2011, 2020
Richard Freedman
- Professor
- Haverford College
Abstract
With the help of an international team of scholars and information technologists, this project advances the study, teaching, and performance of Renaissance music by reconstructing missing voice parts for an important but neglected repertory of sixteenth-century French polyphonic songs. Reconstructions are combined with facsimiles and scholarly commentaries via the Music Encoding Initiative, which fulfills for musical texts the dynamic opportunities already afforded by the Text Encoding Initiative. The results will be a collaborative tool for use by all scholars, students, and performers of early music.

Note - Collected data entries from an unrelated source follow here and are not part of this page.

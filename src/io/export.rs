//! Export fitted curve values to CSV.
//!
//! The export is meant to be easy to consume in spreadsheets or downstream
//! scripts: one row per target maturity.

use std::fs::File;
use std::io::Write;
use std::path::Path;

use crate::error::AppError;

/// Write `(tenor, yield)` rows to a CSV file.
pub fn write_grid_csv(path: &Path, tenors: &[f64], yields: &[f64]) -> Result<(), AppError> {
    let mut file = File::create(path).map_err(|e| {
        AppError::new(2, format!("Failed to create export CSV '{}': {e}", path.display()))
    })?;

    writeln!(file, "tenor_years,yield")
        .map_err(|e| AppError::new(2, format!("Failed to write export CSV header: {e}")))?;

    for (t, y) in tenors.iter().zip(yields.iter()) {
        writeln!(file, "{t:.10},{y:.10}")
            .map_err(|e| AppError::new(2, format!("Failed to write export CSV row: {e}")))?;
    }

    Ok(())
}

#[cfg(test)]
mod tests {
    use super::*;

    #[test]
    fn grid_csv_has_header_and_rows() {
        let path = std::env::temp_dir().join("nss_fit_grid_export.csv");
        write_grid_csv(&path, &[1.0, 2.0], &[0.01, 0.02]).unwrap();
        let text = std::fs::read_to_string(&path).unwrap();
        std::fs::remove_file(&path).ok();

        let lines: Vec<&str> = text.lines().collect();
        assert_eq!(lines.len(), 3);
        assert_eq!(lines[0], "tenor_years,yield");
        assert!(lines[1].starts_with("1.0000000000,"));
    }
}
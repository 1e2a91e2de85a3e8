//! Shared domain types.
//!
//! These types are intentionally kept lightweight and serializable so they can be:
//!
//! - used in-memory during fitting
//! - exported to JSON/CSV
//! - reloaded later for evaluation or plotting

use std::path::PathBuf;

use chrono::NaiveDate;
use serde::{Deserialize, Serialize};

/// The six NSS parameters, in conventional order.
///
/// β0 is the long-run rate and `β0 + β1` the instantaneous short rate. λ0 and
/// λ1 are decay parameters that place the two curvature humps along the
/// maturity axis; they must be nonzero for the curve to be defined, but this
/// type does not enforce that — see [`crate::math::basis`].
#[derive(Debug, Clone, Copy, PartialEq, Serialize, Deserialize)]
pub struct NssParams {
    pub beta0: f64,
    pub beta1: f64,
    pub beta2: f64,
    pub beta3: f64,
    pub lambda0: f64,
    pub lambda1: f64,
}

impl NssParams {
    pub fn new(beta0: f64, beta1: f64, beta2: f64, beta3: f64, lambda0: f64, lambda1: f64) -> Self {
        Self {
            beta0,
            beta1,
            beta2,
            beta3,
            lambda0,
            lambda1,
        }
    }

    /// Flatten to the `[β0, β1, β2, β3, λ0, λ1]` layout used by the optimizer.
    pub fn to_array(self) -> [f64; 6] {
        [
            self.beta0,
            self.beta1,
            self.beta2,
            self.beta3,
            self.lambda0,
            self.lambda1,
        ]
    }

    /// Rebuild from the optimizer's coordinate layout.
    pub fn from_array(x: [f64; 6]) -> Self {
        Self::new(x[0], x[1], x[2], x[3], x[4], x[5])
    }

    /// Analytic long-maturity limit of the curve.
    pub fn long_rate(&self) -> f64 {
        self.beta0
    }

    /// Analytic `t → 0` limit of the curve.
    pub fn short_rate(&self) -> f64 {
        self.beta0 + self.beta1
    }
}

/// Observed market points used for fitting.
///
/// `tenors` and `yields` are index-aligned; the fit objective assumes equal
/// lengths and does not re-validate them.
#[derive(Debug, Clone)]
pub struct MarketObservations {
    /// Maturities in years.
    pub tenors: Vec<f64>,
    /// Observed yields as decimal rates (e.g. `0.0332` for 3.32%).
    pub yields: Vec<f64>,
}

impl MarketObservations {
    pub fn len(&self) -> usize {
        self.tenors.len()
    }

    pub fn is_empty(&self) -> bool {
        self.tenors.is_empty()
    }
}

/// Fit quality diagnostics.
#[derive(Debug, Clone, Serialize, Deserialize)]
pub struct FitQuality {
    pub sse: f64,
    pub rmse: f64,
    pub n: usize,
    /// Simplex iterations consumed.
    pub iterations: usize,
    /// Objective evaluations consumed.
    pub evaluations: usize,
}

/// A converged fit: parameters plus quality diagnostics.
///
/// This type only ever holds a fully converged parameter set. A fit that
/// exhausts its iteration budget returns no `FittedCurve` at all.
#[derive(Debug, Clone, Serialize, Deserialize)]
pub struct FittedCurve {
    pub params: NssParams,
    pub quality: FitQuality,
}

/// A per-observation fitted value and residual.
#[derive(Debug, Clone)]
pub struct PointResidual {
    pub tenor: f64,
    pub y_obs: f64,
    pub y_fit: f64,
    pub residual: f64,
}

/// A full run's configuration as understood by the pipeline.
///
/// This is derived from CLI flags (plus defaults).
#[derive(Debug, Clone)]
pub struct FitConfig {
    pub observations: MarketObservations,
    pub initial: NssParams,
    /// Maturities at which the fitted curve is published.
    pub targets: Vec<f64>,

    pub max_iterations: usize,
    pub tolerance: f64,

    /// Gaussian noise (bp standard deviation) added to the observed yields.
    pub noise_bp: f64,
    pub noise_seed: u64,

    pub plot: bool,
    pub plot_width: usize,
    pub plot_height: usize,

    pub export_curve: Option<PathBuf>,
    pub export_grid: Option<PathBuf>,
}

/// A saved curve file (JSON).
#[derive(Debug, Clone, Serialize, Deserialize)]
pub struct CurveFile {
    pub tool: String,
    pub asof_date: NaiveDate,
    pub model: String,
    pub params: NssParams,
    pub fit_quality: FitQuality,
    pub grid: CurveGrid,
}

/// Precomputed curve values for quick plotting without refitting.
#[derive(Debug, Clone, Serialize, Deserialize)]
pub struct CurveGrid {
    pub tenor_years: Vec<f64>,
    pub y: Vec<f64>,
}

#[cfg(test)]
mod tests {
    use super::*;

    #[test]
    fn params_array_round_trip_preserves_order() {
        let p = NssParams::new(0.03, -0.02, 0.01, 0.005, 1.5, 9.0);
        let a = p.to_array();
        assert_eq!(a, [0.03, -0.02, 0.01, 0.005, 1.5, 9.0]);
        assert_eq!(NssParams::from_array(a), p);
    }

    #[test]
    fn rate_identities() {
        let p = NssParams::new(0.04, -0.03, 0.0, 0.0, 2.0, 5.0);
        assert_eq!(p.long_rate(), 0.04);
        assert!((p.short_rate() - 0.01).abs() < 1e-15);
    }
}
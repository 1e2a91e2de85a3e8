//! Input data: the built-in demo scenario and noise generation.

pub mod sample;

pub use sample::*;
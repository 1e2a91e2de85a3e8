//! The core "fit pipeline" shared by CLI entry points.
//!
//! Keeping this in one place avoids duplicating the workflow:
//! observations -> (optional noise) -> fit -> residuals -> published curve
//!
//! The CLI layer can then focus on presentation (printing, plotting, exports).

use crate::data;
use crate::domain::{FitConfig, FitQuality, FittedCurve, MarketObservations, PointResidual};
use crate::error::AppError;
use crate::fit::{SimplexOptions, fitter};
use crate::models::evaluate;
use crate::report;

/// All computed outputs of a single `nss fit` run.
#[derive(Debug, Clone)]
pub struct RunOutput {
    /// Observations actually fitted (after optional noise).
    pub observations: MarketObservations,
    pub fit: FittedCurve,
    pub residuals: Vec<PointResidual>,
    pub targets: Vec<f64>,
    /// Fitted curve values at `targets`, index-aligned.
    pub target_yields: Vec<f64>,
}

/// Execute the full fitting pipeline and return the computed outputs.
///
/// A fit that exhausts its iteration budget is an error here (exit code 3),
/// not a degraded result: no curve is published from an unconverged fit.
pub fn run_fit(config: &FitConfig) -> Result<RunOutput, AppError> {
    let observations = data::with_noise(&config.observations, config.noise_bp, config.noise_seed)?;

    let options = SimplexOptions {
        max_iterations: config.max_iterations,
        x_tolerance: config.tolerance,
        f_tolerance: config.tolerance,
        ..SimplexOptions::default()
    };

    let Some(model_fit) = fitter::fit(
        config.initial,
        &observations.tenors,
        &observations.yields,
        &options,
    ) else {
        return Err(AppError::new(
            3,
            format!(
                "Fit did not converge within {} iterations; no parameters returned.",
                config.max_iterations
            ),
        ));
    };

    let fit = FittedCurve {
        params: model_fit.params,
        quality: FitQuality {
            sse: model_fit.sse,
            rmse: model_fit.rmse,
            n: observations.len(),
            iterations: model_fit.iterations,
            evaluations: model_fit.evaluations,
        },
    };

    let residuals = report::compute_residuals(&observations, &fit);
    let target_yields = evaluate(&config.targets, &fit.params);

    Ok(RunOutput {
        observations,
        fit,
        residuals,
        targets: config.targets.clone(),
        target_yields,
    })
}
use std::process::ExitCode;

fn main() -> ExitCode {
    match nss_fit::app::run() {
        Ok(()) => ExitCode::SUCCESS,
        Err(err) => {
            eprintln!("{err}");
            ExitCode::from(err.exit_code())
        }
    }
}
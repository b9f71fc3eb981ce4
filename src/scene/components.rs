// Pure hecs components

use crate::scene::Transform;
use glam::Vec3;

// ============================================================================
// Core Components
// ============================================================================

/// Transform component (position, rotation, scale)
#[derive(Debug, Clone, Copy)]
pub struct TransformComponent(pub Transform);

/// Name component for debugging
#[derive(Debug, Clone)]
pub struct Name(pub String);

impl Name {
    pub fn new(name: impl Into<String>) -> Self {
        Self(name.into())
    }
}

// ============================================================================
// Geometry Components
// ============================================================================

/// Analytic surface the reference passes can ray cast. Sphere radii are scaled
/// by the largest transform scale axis; a ground plane passes through the
/// transform origin with its normal along the transform's +Y.
#[derive(Debug, Clone, Copy, PartialEq)]
pub enum Primitive {
    Sphere { radius: f32 },
    Ground,
}

#[derive(Debug, Clone, Copy, PartialEq)]
pub struct MeshComponent {
    pub primitive: Primitive,
    pub albedo: Vec3,
}

impl MeshComponent {
    pub fn sphere(radius: f32, albedo: Vec3) -> Self {
        Self {
            primitive: Primitive::Sphere { radius },
            albedo,
        }
    }

    pub fn ground(albedo: Vec3) -> Self {
        Self {
            primitive: Primitive::Ground,
            albedo,
        }
    }
}

// ============================================================================
// Lighting Components
// ============================================================================

#[derive(Debug, Clone, Copy, PartialEq, Eq, Hash)]
pub enum LightKind {
    Directional,
    Point,
    Spot,
}

impl LightKind {
    pub const ALL: [LightKind; 3] = [LightKind::Directional, LightKind::Point, LightKind::Spot];

    pub fn label(self) -> &'static str {
        match self {
            LightKind::Directional => "Directional",
            LightKind::Point => "Point",
            LightKind::Spot => "Spot",
        }
    }

    pub(crate) fn index(self) -> usize {
        match self {
            LightKind::Directional => 0,
            LightKind::Point => 1,
            LightKind::Spot => 2,
        }
    }
}

/// Shadow map quality. Each step doubles the square map size.
#[derive(Debug, Clone, Copy, PartialEq, Eq, Hash, Default)]
pub enum ShadowResolution {
    Low,
    #[default]
    Medium,
    High,
    Ultra,
    Nightmare,
}

impl ShadowResolution {
    pub const ALL: [ShadowResolution; 5] = [
        ShadowResolution::Low,
        ShadowResolution::Medium,
        ShadowResolution::High,
        ShadowResolution::Ultra,
        ShadowResolution::Nightmare,
    ];

    /// Edge length in texels of the square shadow map.
    pub fn size(self) -> u32 {
        match self {
            ShadowResolution::Low => 256,
            ShadowResolution::Medium => 512,
            ShadowResolution::High => 1024,
            ShadowResolution::Ultra => 2048,
            ShadowResolution::Nightmare => 4096,
        }
    }
}

#[derive(Debug, Clone, Copy, PartialEq)]
pub struct LightComponent {
    pub kind: LightKind,
    pub color: Vec3,
    pub intensity: f32,
    /// Attenuation distance for point and spot lights.
    pub range: f32,
    /// Outer cone half-angle in radians (spot only).
    pub spot_angle: f32,
    pub cast_shadows: bool,
    pub shadow_resolution: ShadowResolution,
    pub near_plane: f32,
    pub far_plane: f32,
    pub bias: f32,
    /// Half-size of the directional orthographic shadow volume.
    pub shadow_extent: f32,
}

impl LightComponent {
    pub const DEFAULT_NEAR: f32 = 0.1;
    pub const DEFAULT_FAR: f32 = 100.0;
    pub const DEFAULT_BIAS: f32 = 0.005;
    pub const DEFAULT_SHADOW_EXTENT: f32 = 15.0;

    pub fn new(kind: LightKind) -> Self {
        Self {
            kind,
            color: Vec3::ONE,
            intensity: 1.0,
            range: 10.0,
            spot_angle: 30f32.to_radians(),
            cast_shadows: false,
            shadow_resolution: ShadowResolution::default(),
            near_plane: Self::DEFAULT_NEAR,
            far_plane: Self::DEFAULT_FAR,
            bias: Self::DEFAULT_BIAS,
            shadow_extent: Self::DEFAULT_SHADOW_EXTENT,
        }
    }

    pub fn directional() -> Self {
        Self::new(LightKind::Directional)
    }

    pub fn point(range: f32) -> Self {
        Self {
            range,
            ..Self::new(LightKind::Point)
        }
    }

    pub fn spot(range: f32, spot_angle: f32) -> Self {
        Self {
            range,
            spot_angle,
            ..Self::new(LightKind::Spot)
        }
    }

    pub fn with_shadows(mut self, resolution: ShadowResolution) -> Self {
        self.cast_shadows = true;
        self.shadow_resolution = resolution;
        self
    }

    pub fn with_color(mut self, color: Vec3, intensity: f32) -> Self {
        self.color = color;
        self.intensity = intensity;
        self
    }

    pub fn with_planes(mut self, near: f32, far: f32) -> Self {
        self.near_plane = near;
        self.far_plane = far;
        self
    }

    pub fn with_bias(mut self, bias: f32) -> Self {
        self.bias = bias;
        self
    }
}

This digital project will remain a permanent part of Centre d'études supérieures de la Renaissance (Tours, France), and its Programme Ricercar.
Abstract
Building upon recent developments in digital music scholarship, Citations: The Renaissance Imitation Mass investigates similarity and borrowing in music on a massive but detailed scale, using digital tools that only a few years ago were beyond our grasp. This work focuses on the craft of musical counterpoint, and how musicians of the sixteenth century transformed pre-existing pieces to make intricate cyclic compositions from familiar sounds. The CRIM team, an accomplished group of scholars and data scientists active in Europe, North America, and Australia, will assemble a diverse collaborative network of music scholars and students at colleges, music schools and university graduate programs, extending the reach of digital scholarship to new users, and building new communities.